Studio album by Big Head Todd and the Monsters
- Released: March 26, 2002
- Recorded: 2001
- Studio: Flat Top's Wilderness
- Genres: Alternative rock; jangle pop;
- Length: 52:31
- Language: English
- Label: Big
- Producer: Todd Park Mohr

Big Head Todd and the Monsters chronology
| Beautiful World (1997) | Riviera (2002) | Crimes of Passion (2004) |

= Riviera (Big Head Todd and the Monsters album) =

Riviera is the 2002 studio album by American rock band Big Head Todd and the Monsters. Their first release in five years, it was issued on the band's vanity label, Big Records, and distributed by Warner Bros.
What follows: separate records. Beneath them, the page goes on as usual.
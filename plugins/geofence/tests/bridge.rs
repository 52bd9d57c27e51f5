//! End-to-end tests for the bridge: commands in, OS callbacks in, messages
//! out on the main and background channels.

use geofence_core::testing::{FakePlatform, PlatformCall};
use geofence_core::{Coordinate, GateState, GeoEvent, LocationFix, RegionState};
use geofence_events::{event_names, InMemoryEventBus};
use geofence_plugin::{
    BridgeError, Channels, GeofenceConfig, GeofencePlugin, Persistence, Platform,
};
use serde_json::{json, Value};
use std::sync::Arc;
use std::time::Duration;
use tempfile::tempdir;

struct Harness {
    plugin: GeofencePlugin,
    platform: Arc<FakePlatform>,
    main: Arc<InMemoryEventBus>,
    background: Arc<InMemoryEventBus>,
}

fn harness_with(
    config: GeofenceConfig,
    platform: FakePlatform,
    persistence: Persistence,
) -> Harness {
    let platform = Arc::new(platform);
    let main = Arc::new(InMemoryEventBus::new());
    let background = Arc::new(InMemoryEventBus::new());

    let plugin = GeofencePlugin::builder()
        .config(config)
        .platform(Platform::from_shared(platform.clone()))
        .persistence(persistence)
        .channels(Channels {
            main: main.clone(),
            background: background.clone(),
        })
        .build();

    Harness {
        plugin,
        platform,
        main,
        background,
    }
}

fn harness() -> Harness {
    harness_with(
        GeofenceConfig::default(),
        FakePlatform::authorized(),
        Persistence::in_memory(),
    )
}

fn here() -> Coordinate {
    Coordinate::new(1.0, 2.0).unwrap()
}

fn region_args(id: &str) -> Value {
    json!({"id": id, "radius": 100.0, "lat": 1.0, "lng": 2.0})
}

fn init_args() -> Value {
    json!({"pluginCallbackHandle": 11, "geofenceUserCallbackHandle": 22})
}

/// (region id, event, user handle) of every delivered geofence message.
fn delivered(bus: &InMemoryEventBus) -> Vec<(String, String, i64)> {
    bus.payloads_for(event_names::ON_GEOFENCE_MESSAGE)
        .iter()
        .map(|p| {
            (
                p["geoRegion"]["id"].as_str().unwrap().to_string(),
                p["geoRegion"]["event"].as_str().unwrap().to_string(),
                p["geofenceUserCallbackHandle"].as_i64().unwrap(),
            )
        })
        .collect()
}

fn entry(id: &str, handle: i64) -> (String, String, i64) {
    (id.to_string(), "entry".to_string(), handle)
}

fn exit(id: &str, handle: i64) -> (String, String, i64) {
    (id.to_string(), "exit".to_string(), handle)
}

// =============================================================================
// Background gate
// =============================================================================

mod gate {
    use super::*;

    #[tokio::test]
    async fn test_queued_events_replay_in_order_on_ready() {
        let h = harness();
        h.plugin.invoke("addRegion", region_args("A")).await.unwrap();
        h.plugin.invoke("initializeBackground", init_args()).await.unwrap();
        assert_eq!(h.plugin.gate_state().await, GateState::Starting);

        h.plugin.on_transition("A", GeoEvent::Entry, here()).await;
        h.plugin.on_transition("A", GeoEvent::Exit, here()).await;
        assert_eq!(h.plugin.pending_events().await.unwrap(), 2);
        assert!(h.background.is_empty());

        h.plugin
            .invoke("backgroundInitializedAck", Value::Null)
            .await
            .unwrap();

        assert_eq!(h.plugin.gate_state().await, GateState::Ready);
        assert_eq!(h.plugin.pending_events().await.unwrap(), 0);
        assert_eq!(delivered(&h.background), vec![entry("A", 22), exit("A", 22)]);
    }

    #[tokio::test]
    async fn test_events_bypass_queue_after_ready() {
        let h = harness();
        h.plugin.invoke("addRegion", region_args("A")).await.unwrap();
        h.plugin.invoke("initializeBackground", init_args()).await.unwrap();
        h.plugin
            .invoke("backgroundInitializedAck", Value::Null)
            .await
            .unwrap();

        h.plugin.on_transition("A", GeoEvent::Entry, here()).await;

        assert_eq!(h.plugin.pending_events().await.unwrap(), 0);
        assert_eq!(delivered(&h.background), vec![entry("A", 22)]);
    }

    #[tokio::test]
    async fn test_message_payload_shape() {
        let h = harness();
        h.plugin.invoke("addRegion", region_args("A")).await.unwrap();
        h.plugin.invoke("initializeBackground", init_args()).await.unwrap();
        h.plugin
            .invoke("backgroundInitializedAck", Value::Null)
            .await
            .unwrap();
        h.plugin
            .on_region_state("A", RegionState::Outside, Coordinate::new(3.0, 4.0).unwrap())
            .await;

        let payloads = h.background.payloads_for(event_names::ON_GEOFENCE_MESSAGE);
        assert_eq!(
            payloads,
            vec![json!({
                "type": 0,
                "geofenceUserCallbackHandle": 22,
                "geoRegion": {
                    "id": "A",
                    "radius": 100.0,
                    "latitude": 3.0,
                    "longitude": 4.0,
                    "event": "exit"
                }
            })]
        );
    }

    #[tokio::test]
    async fn test_duplicate_transitions_are_suppressed() {
        let h = harness();
        h.plugin.invoke("addRegion", region_args("A")).await.unwrap();

        h.plugin.on_transition("A", GeoEvent::Entry, here()).await;
        h.plugin.on_transition("A", GeoEvent::Entry, here()).await;
        h.plugin
            .on_region_state("A", RegionState::Unknown, here())
            .await;
        h.plugin.on_transition("A", GeoEvent::Entry, here()).await;

        assert_eq!(h.plugin.pending_events().await.unwrap(), 1);
        assert_eq!(h.plugin.region_state("A").await, Some(RegionState::Inside));
    }

    #[tokio::test]
    async fn test_reinitialize_is_noop() {
        let h = harness();
        h.plugin.invoke("initializeBackground", init_args()).await.unwrap();
        h.plugin
            .invoke(
                "Geofence#startBackgroundIsolate",
                json!({"pluginCallbackHandle": 99, "geofenceUserCallbackHandle": 98}),
            )
            .await
            .unwrap();
        assert_eq!(h.platform.launches(), 1);

        h.plugin
            .invoke("GeofenceBackground#initialized", Value::Null)
            .await
            .unwrap();
        h.plugin.invoke("initializeBackground", init_args()).await.unwrap();
        assert_eq!(h.platform.launches(), 1);
        assert_eq!(h.plugin.gate_state().await, GateState::Ready);

        h.plugin.invoke("addRegion", region_args("A")).await.unwrap();
        h.plugin.on_transition("A", GeoEvent::Entry, here()).await;
        assert_eq!(delivered(&h.background), vec![entry("A", 22)]);
    }

    #[tokio::test]
    async fn test_failed_launch_allows_retry() {
        let h = harness();
        h.platform.fail_launch(true);
        h.plugin.invoke("addRegion", region_args("A")).await.unwrap();
        h.plugin.on_transition("A", GeoEvent::Entry, here()).await;

        h.plugin.invoke("initializeBackground", init_args()).await.unwrap();
        assert_eq!(h.plugin.gate_state().await, GateState::NotStarted);
        assert_eq!(h.plugin.pending_events().await.unwrap(), 1);

        h.platform.fail_launch(false);
        h.plugin.invoke("initializeBackground", init_args()).await.unwrap();
        assert_eq!(h.plugin.gate_state().await, GateState::Starting);
        assert_eq!(h.platform.launches(), 2);

        h.plugin
            .invoke("backgroundInitializedAck", Value::Null)
            .await
            .unwrap();
        assert_eq!(delivered(&h.background), vec![entry("A", 22)]);
    }

    #[tokio::test]
    async fn test_ack_without_initialize_uses_zero_handle() {
        let h = harness();
        h.plugin.invoke("addRegion", region_args("A")).await.unwrap();
        h.plugin.on_transition("A", GeoEvent::Exit, here()).await;

        h.plugin
            .invoke("backgroundInitializedAck", Value::Null)
            .await
            .unwrap();

        assert_eq!(h.platform.launches(), 0);
        assert_eq!(delivered(&h.background), vec![exit("A", 0)]);
    }

    #[tokio::test]
    async fn test_second_ack_replays_nothing() {
        let h = harness();
        h.plugin.invoke("addRegion", region_args("A")).await.unwrap();
        h.plugin.on_transition("A", GeoEvent::Entry, here()).await;
        h.plugin
            .invoke("backgroundInitializedAck", Value::Null)
            .await
            .unwrap();
        h.plugin
            .invoke("backgroundInitializedAck", Value::Null)
            .await
            .unwrap();

        assert_eq!(delivered(&h.background).len(), 1);
    }
}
Records after their contract with Giant Records expired.

==Reception==
Editors at AllMusic rated the album 3.5 out of 5 stars, with critic Stephen Thomas Erlewine noting that the band returned to its sonic roots, resulting in "their best record in nearly a decade".

==Track listing==
All songs written by Todd Park Mohr.
1. "Julianna" – 3:38
2. "Freedom Fighter" – 4:07
3. "Hysteria" – 4:24
4. "Again and Again" – 4:04
5. "Runaway Train" – 4:31
6. "Wishing Well" – 4:04
7. "Jet" – 4:14
8. "Secret Mission" – 4:29
9. "Gary Indiana Blues" – 3:23
10. "Riviera" – 4:01
11. "Universal Mom" – 4:45
12. "Come On" – 3:53
13. "Engine Light" – 3:04

==Personnel==
Big Head Todd & the Monsters
- Todd Park Mohr – guitar, keyboards, vocals, engineering, production, layout design, photography
- Brian Nevin – drums, percussion, backing vocals
- Rob Squires – bass guitar, backing vocals

Additional personnel
- Karl Derfler – mixing, pre-production direction
- Brian Gardner – mastering
- John Kurzweg – drum engineering, pre-production direction
- Mary Tassone – pre-press layout
- Andy Torri – engineering, pre-production direction
- Michael Wilson – photography

==Chart performance==
Riviera debuted at 166 on the Billboard 200 and second place on the Top Internet Album Sales chart. In the CMJ New Music Report, Riviera spent three weeks on the Retail 100, after debuted at its peak of 46th place.